We must pass this bill to put money back into the pockets of hardworking Ohioans. pic.twitter.com/Do2R6eCCgr
— Ohio House Dems (@OHHouseDems) September 10, 2020
“House Bill 6 increases costs on Ohio families, puts good energy jobs at risk and was bad policy for Ohio’s energy future,” said Skindell. “It is often referred to as the worst energy policy legislation passed by any state and is the quintessential example of how a corrupted system can pass legislation that hurts the average working family to benefit large corporations.”
Skindell and other House Democrats have sustained multiple efforts to quickly repeal HB 6 in order to help restore the public’s trust in the legislature, and have called the creation of this Select Committee an unnecessary stall tactic by House Republicans.
On Aug. 28, Skindell began work on a discharge petition to bring bipartisan legislation to repeal HB 6 to the floor for a vote. House Republicans aggressively worked to thwart the effort by requiring that signatures be done in person and not electronically like all other legislation in an attempt to keep the bill from being brought to the floor in a timely manner.

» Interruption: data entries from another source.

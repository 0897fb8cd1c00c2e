use serde::Deserialize;

use super::core::run_powershell_rows;
use crate::core::system_monitor::metrics::ServiceInfo;
use crate::error::Result;

#[derive(Debug, Deserialize)]
#[serde(rename_all = "PascalCase")]
struct ServicePs {
    name: String,
    display_name: Option<String>,
    state: Option<String>,
    start_mode: Option<String>,
    process_id: Option<u32>,
    start_name: Option<String>,
    description: Option<String>,
}

pub fn get_services() -> Result<Vec<ServiceInfo>> {
    let rows: Vec<ServicePs> = run_powershell_rows(
        "Get-CimInstance Win32_Service \
         | Select-Object Name, DisplayName, State, StartMode, ProcessId, StartName, Description",
    )?;

    Ok(rows.into_iter().map(service_from_row).collect())
}

fn service_from_row(s: ServicePs) -> ServiceInfo {
    ServiceInfo {
        display_name: s.display_name.unwrap_or_else(|| s.name.clone()),
        name: s.name,
        status: s
            .state
            .map(|st| st.to_lowercase())
            .unwrap_or_else(|| "unknown".to_string()),
        start_type: start_type(s.start_mode.as_deref()),
        pid: s.process_id.filter(|pid| *pid != 0),
        username: s.start_name.filter(|n| !n.is_empty()),
        description: s.description.filter(|d| !d.is_empty()),
    }
}

fn start_type(mode: Option<&str>) -> String {
    match mode {
        Some("Auto") => "automatic".to_string(),
        Some("Manual") => "manual".to_string(),
        Some("Disabled") => "disabled".to_string(),
        Some(other) => other.to_lowercase(),
        None => "unknown".to_string(),
    }
}

#[cfg(test)]
mod tests {
    use super::*;
    use crate::platform::command::parse_json_rows;

    #[test]
    fn test_service_rows() {
        let rows: Vec<ServicePs> = parse_json_rows(
            r#"[{"Name":"Spooler","DisplayName":"Print Spooler","State":"Running","StartMode":"Auto","ProcessId":3120,"StartName":"LocalSystem","Description":"Queues print jobs"},
                {"Name":"Fax","DisplayName":null,"State":"Stopped","StartMode":"Manual","ProcessId":0,"StartName":"","Description":null}]"#,
        )
        .unwrap();
        let services: Vec<ServiceInfo> = rows.into_iter().map(service_from_row).collect();

        assert_eq!(services[0].status, "running");
        assert_eq!(services[0].start_type, "automatic");
        assert_eq!(services[0].pid, Some(3120));

        assert_eq!(services[1].display_name, "Fax");
        assert_eq!(services[1].start_type, "manual");
        assert_eq!(services[1].pid, None);
        assert_eq!(services[1].username, None);
    }
}
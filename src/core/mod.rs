// Core business logic module

pub mod config;
pub mod system_info;
pub mod system_monitor;

// Re-export commonly used items
pub use config::Config;
pub use system_info::{HardwareProfile, SharedHardware};
pub use system_monitor::{CollectorConfig, MetricsCollector};
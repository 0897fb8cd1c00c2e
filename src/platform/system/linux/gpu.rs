use std::fs;
use std::path::{Path, PathBuf};

use crate::core::system_info::gpu::detect_vendor;
use crate::core::system_info::types::{GpuInfo, GpuVendor};
use crate::error::Result;
use crate::platform::command::run_command;

/// Display controllers from `lspci -mm`, enriched from sysfs
pub fn get_gpu_info() -> Result<Vec<GpuInfo>> {
    let output = run_command("lspci", &["-mm"])?;

    let gpus = parse_lspci_mm(&output)
        .into_iter()
        .map(|device| {
            let sysfs = pci_sysfs_path(&device.slot);
            let driver = driver_name(&sysfs);
            let vendor = match detect_vendor(&device.vendor) {
                GpuVendor::Unknown => detect_vendor(&device.name),
                known => known,
            };

            GpuInfo {
                vendor,
                name: format!("{} {}", device.vendor, device.name),
                driver_version: driver
                    .as_deref()
                    .and_then(module_version)
                    .or(driver)
                    .unwrap_or_else(|| "Unknown".to_string()),
                memory_total: read_u64(&sysfs.join("mem_info_vram_total")).unwrap_or(0),
                pci_slot: Some(device.slot),
                ..Default::default()
            }
        })
        .collect();

    Ok(gpus)
}

#[derive(Debug, Clone, PartialEq)]
pub struct PciDevice {
    pub slot: String,
    pub class: String,
    pub vendor: String,
    pub name: String,
}

/// Keep VGA, 3D and display controllers from machine-readable lspci output.
///
/// Line shape: `00:02.0 "VGA compatible controller" "Intel Corporation" "UHD Graphics 770" -r0c ...`
pub fn parse_lspci_mm(output: &str) -> Vec<PciDevice> {
    output
        .lines()
        .filter_map(|line| {
            let parts: Vec<&str> = line.split('"').collect();
            if parts.len() < 6 {
                return None;
            }
            let class = parts[1];
            let is_display = class.contains("VGA")
                || class.contains("3D controller")
                || class.contains("Display controller");
            if !is_display {
                return None;
            }
            Some(PciDevice {
                slot: parts[0].trim().to_string(),
                class: class.to_string(),
                vendor: parts[3].trim().to_string(),
                name: parts[5].trim().to_string(),
            })
        })
        .collect()
}

fn pci_sysfs_path(slot: &str) -> PathBuf {
    // lspci drops the PCI domain when it is 0000
    let full = if slot.matches(':').count() == 1 {
        format!("0000:{}", slot)
    } else {
        slot.to_string()
    };
    Path::new("/sys/bus/pci/devices").join(full)
}

fn driver_name(device: &Path) -> Option<String> {
    fs::read_link(device.join("driver"))
        .ok()
        .and_then(|target| target.file_name().map(|n| n.to_string_lossy().to_string()))
}

fn module_version(driver: &str) -> Option<String> {
    fs::read_to_string(Path::new("/sys/module").join(driver).join("version"))
        .ok()
        .map(|v| v.trim().to_string())
        .filter(|v| !v.is_empty())
}

fn read_u64(path: &Path) -> Option<u64> {
    fs::read_to_string(path).ok()?.trim().parse().ok()
}

#[cfg(test)]
mod tests {
    use super::*;

    const LSPCI: &str = r#"00:00.0 "Host bridge" "Intel Corporation" "12th Gen Core Processor Host Bridge" -r02 "Dell" "Device 0a9f"
00:02.0 "VGA compatible controller" "Intel Corporation" "Alder Lake-S GT1 [UHD Graphics 770]" -r0c -p00 "Dell" "Device 0a9f"
01:00.0 "3D controller" "NVIDIA Corporation" "GA107M [GeForce RTX 3050 Mobile]" -ra1 "Dell" "Device 0b19"
02:00.0 "Non-Volatile memory controller" "Samsung Electronics Co Ltd" "NVMe SSD Controller" -p02 "Samsung" "Device a801"
"#;

    #[test]
    fn test_parse_lspci_mm_keeps_display_devices() {
        let devices = parse_lspci_mm(LSPCI);
        assert_eq!(devices.len(), 2);
        assert_eq!(devices[0].slot, "00:02.0");
        assert_eq!(devices[0].vendor, "Intel Corporation");
        assert_eq!(devices[0].name, "Alder Lake-S GT1 [UHD Graphics 770]");
        assert_eq!(devices[1].class, "3D controller");
        assert_eq!(detect_vendor(&devices[1].vendor), GpuVendor::Nvidia);
    }

    #[test]
    fn test_parse_lspci_mm_ignores_malformed_lines() {
        assert!(parse_lspci_mm("garbage line\n\n").is_empty());
    }

    #[test]
    fn test_pci_sysfs_path_adds_domain() {
        assert_eq!(
            pci_sysfs_path("01:00.0"),
            PathBuf::from("/sys/bus/pci/devices/0000:01:00.0")
        );
        assert_eq!(
            pci_sysfs_path("0001:01:00.0"),
            PathBuf::from("/sys/bus/pci/devices/0001:01:00.0")
        );
    }
}
use serde::Deserialize;
use wmi::WMIConnection;

use crate::core::system_info::cpu::{estimate_clocks, format_cache_size};
use crate::core::system_info::types::CpuSpecs;
use crate::error::{Result, VantaError};

#[derive(Deserialize, Debug)]
#[serde(rename = "Win32_Processor")]
#[serde(rename_all = "PascalCase")]
struct Win32Processor {
    name: Option<String>,
    manufacturer: Option<String>,
    l2_cache_size: Option<u32>, // KB
    l3_cache_size: Option<u32>, // KB
    socket_designation: Option<String>,
    stepping: Option<String>,
    number_of_cores: Option<u32>,
    number_of_logical_processors: Option<u32>,
    max_clock_speed: Option<u32>,
    ext_clock: Option<u32>,
    revision: Option<u16>,
    level: Option<u16>,
    version: Option<String>,
}

/// CPU specs from WMI `Win32_Processor`
pub fn get_cpu_specs() -> Result<CpuSpecs> {
    let wmi_con = WMIConnection::new()
        .map_err(|e| VantaError::probe(format!("Failed to connect to WMI: {}", e)))?;

    let processors: Vec<Win32Processor> = wmi_con
        .query()
        .map_err(|e| VantaError::probe(format!("WMI query failed: {}", e)))?;

    let processor = processors
        .into_iter()
        .next()
        .ok_or_else(|| VantaError::probe("Win32_Processor returned no rows"))?;

    Ok(specs_from_processor(processor))
}

fn specs_from_processor(p: Win32Processor) -> CpuSpecs {
    let max_clock = p.max_clock_speed.filter(|mhz| *mhz > 0).map(f64::from);
    let (bus_speed, multiplier, rated_fsb) =
        estimate_clocks(max_clock, p.ext_clock.map(f64::from));
    let text = |v: Option<String>| v.map(|s| s.trim().to_string()).filter(|s| !s.is_empty());

    CpuSpecs {
        marketing_name: text(p.name),
        vendor: text(p.manufacturer),
        l2_cache: p.l2_cache_size.filter(|kb| *kb > 0).map(|kb| format_cache_size(kb as u64)),
        l3_cache: p.l3_cache_size.filter(|kb| *kb > 0).map(|kb| format_cache_size(kb as u64)),
        socket: text(p.socket_designation),
        // WMI "Level" tracks the CPU family
        family: p.level.map(|l| format!("{:X}", l)),
        stepping: text(p.stepping),
        revision: p.revision.map(|r| format!("{:04X}", r)),
        model: text(p.version),
        cores: p.number_of_cores.unwrap_or(0) as usize,
        threads: p.number_of_logical_processors.unwrap_or(0) as usize,
        max_clock_mhz: max_clock,
        bus_speed,
        multiplier,
        rated_fsb,
        ..Default::default()
    }
}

Republican attempts to block the repeal of HB 6 came to a head on Sept. 1 when Speaker Robert Cupp (R-Lima) and House Republicans abruptly ended House session as Democrats readied to offer several amendments to repeal HB 6 on the floor. The session ended before making it even halfway through the scheduled calendar—an unprecedented move intended to block repeal of HB 6.